Today's installment of campaign-related news items from across the country.
* The latest national Quinnipiac poll shows Donald Trump's approval rating at 39%, which is awful, but higher than some other recent polling for this president. He's buoyed by support among Republicans, which now stands at 81%.
* On a related note, Julius Krein, a prominent Trump cheerleader during the campaign, has a new piece in the New York Times explaining why he's giving up: "It is now clear that my optimism was unfounded. I can't stand by this disgraceful administration any longer."
* With only a few months remaining in Virginia's gubernatorial race, Confederate monuments have become a key dividing line. Ralph Northam (D), a native Virginian, wants the statues moved into museums; Ed Gillespie (R), a transplant from New Jersey, wants to maintain the status quo.
* Efforts to trim Alabama's voter rolls have become so problematic that Rep.

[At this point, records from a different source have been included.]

//! Provider profile: bio, services with booking links, reviews, hours.

use leptos::prelude::*;
use leptos_router::hooks::use_params_map;

use crate::components::list_status::{EmptyState, Spinner};
use crate::components::review_card::ReviewCard;
use crate::components::stars::Stars;
use crate::config::ClientConfig;
use crate::net::api::ApiClient;
use crate::net::types::{Provider, Review};
use crate::state::fetch::{ItemState, ListState, ListView};
use crate::util::format::{day_name, money, rating, review_count, short_time, whole_stars};
use crate::util::load::spawn_list_load;
use crate::util::route::parse_id;

#[component]
pub fn ProviderDetailPage() -> impl IntoView {
    let api = expect_context::<ApiClient>();
    let params = use_params_map();
    let provider = RwSignal::new(ItemState::<Provider>::Loading);
    let reviews = RwSignal::new(ListState::<Review>::default());

    let provider_id = Memo::new(move |_| parse_id(params.read().get("id").as_deref()));

    Effect::new(move || {
        let Some(id) = provider_id.get() else {
            provider.set(ItemState::Missing);
            return;
        };
        provider.set(ItemState::Loading);
        let api_provider = api.clone();
        leptos::task::spawn_local(async move {
            let result = api_provider.get_provider(id).await;
            if provider_id.get_untracked() == Some(id) {
                provider.set(ItemState::from_result(result));
            }
        });
        let api_reviews = api.clone();
        spawn_list_load(reviews, async move { api_reviews.provider_reviews(id, 1).await.map(|page| page.reviews) });
    });

    move || match provider.get() {
        ItemState::Loading => view! { <Spinner/> }.into_any(),
        ItemState::Missing => view! {
            <div class="container">
                <EmptyState title="Provider not found">
                    <a href="/providers" class="btn btn-primary">"Back to providers"</a>
                </EmptyState>
            </div>
        }
        .into_any(),
        ItemState::Found(found) => view! { <ProviderProfileView provider=found reviews=reviews/> }.into_any(),
    }
}

#[component]
fn ProviderProfileView(provider: Provider, reviews: RwSignal<ListState<Review>>) -> impl IntoView {
    let config = expect_context::<ClientConfig>();
    let id = provider.id;
    let image = config.asset_url(provider.image.as_deref());
    let specialties = provider.specialties.clone().filter(|s| !s.trim().is_empty());
    let bio = provider.bio.clone().filter(|b| !b.trim().is_empty());

    let services = provider
        .services
        .iter()
        .map(|service| {
            let href = format!("/book/{}?provider={id}", service.id);
            view! {
                <div class="provider-service">
                    <div>
                        <h4>{service.name.clone()}</h4>
                        <span class="service-duration">{format!("{} min", service.duration)}</span>
                    </div>
                    <div class="provider-service__book">
                        <span class="service-price">{money(service.price)}</span>
                        <a href=href class="btn btn-sm btn-primary">"Book"</a>
                    </div>
                </div>
            }
        })
        .collect::<Vec<_>>();

    let hours = provider
        .availability
        .iter()
        .map(|slot| {
            view! {
                <li class="hours-row">
                    <span>{day_name(slot.day_of_week)}</span>
                    <span>{format!("{} - {}", short_time(&slot.start_time), short_time(&slot.end_time))}</span>
                </li>
            }
        })
        .collect::<Vec<_>>();
    let working_hours = (!hours.is_empty()).then(|| {
        view! {
            <div class="card sidebar-card">
                <h3>"Working Hours"</h3>
                <ul class="hours-list">{hours}</ul>
            </div>
        }
    });

    let contact = (provider.email.is_some() || provider.phone.is_some()).then(|| {
        let email = provider.email.clone();
        let phone = provider.phone.clone();
        view! {
            <div class="card sidebar-card">
                <h3>"Contact"</h3>
                {email.map(|e| view! { <p>"📧 " {e}</p> })}
                {phone.map(|p| view! { <p>"📞 " {p}</p> })}
            </div>
        }
    });

    let review_list = move || match reviews.with(ListState::view) {
        ListView::Loading => view! { <Spinner/> }.into_any(),
        ListView::Empty => view! { <p class="muted">"No reviews yet"</p> }.into_any(),
        ListView::Items => reviews
            .get()
            .items
            .into_iter()
            .map(|review| view! { <ReviewCard review=review/> })
            .collect::<Vec<_>>()
            .into_any(),
    };

    view! {
        <div class="provider-detail">
            <div class="provider-hero">
                <div class="container provider-hero__inner">
                    <img class="provider-hero__image" src=image alt=provider.name.clone()/>
                    <div class="provider-hero__info">
                        <h1>{provider.name.clone()}</h1>
                        {specialties.map(|s| view! { <p class="provider-hero__specialties">{s}</p> })}
                        <div class="provider-hero__rating">
                            <Stars rating=whole_stars(provider.rating)/>
                            <span>{rating(provider.rating)}</span>
                            <span class="muted">{review_count(provider.total_reviews)}</span>
                        </div>
                    </div>
                </div>
            </div>
            <div class="container provider-detail__body">
                <div class="provider-detail__main">
                    {bio.map(|b| view! {
                        <section class="card">
                            <h2>"About"</h2>
                            <p>{b}</p>
                        </section>
                    })}
                    <section class="card">
                        <h2>"Services"</h2>
                        {if services.is_empty() {
                            view! { <p class="muted">"No services listed"</p> }.into_any()
                        } else {
                            services.into_any()
                        }}
                    </section>
                    <section class="card">
                        <h2>"Reviews"</h2>
                        {review_list}
                    </section>
                </div>
                <aside class="provider-detail__sidebar">
                    <div class="card sidebar-card">
                        <a href=format!("/book?provider={id}") class="btn btn-primary btn-block">"Book Now"</a>
                    </div>
                    {working_hours}
                    {contact}
                </aside>
            </div>
        </div>
    }
}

Mo Brooks (R) discovered he was listed as "inactive" when he went to vote for himself in this week's Senate primary.
* In the wake of events in Charlottesville, the Democratic National Committee hopes to take advantage of progressive activists' heightened passions and direct it into electoral politics. "In addition to calling on Republicans to denounce Trump, the next step is getting people to commit to vote," DNC chief executive Jess O'Connell told the Washington Post. "This is a galvanizing moment."
* And speaking of Democratic officials, BuzzFeed reports that the party is preparing for the possibility that Vice President Mike Pence will lead the Republican ticket in 2020. Current efforts are reportedly being led by American Bridge 21st Century, a leading super PAC.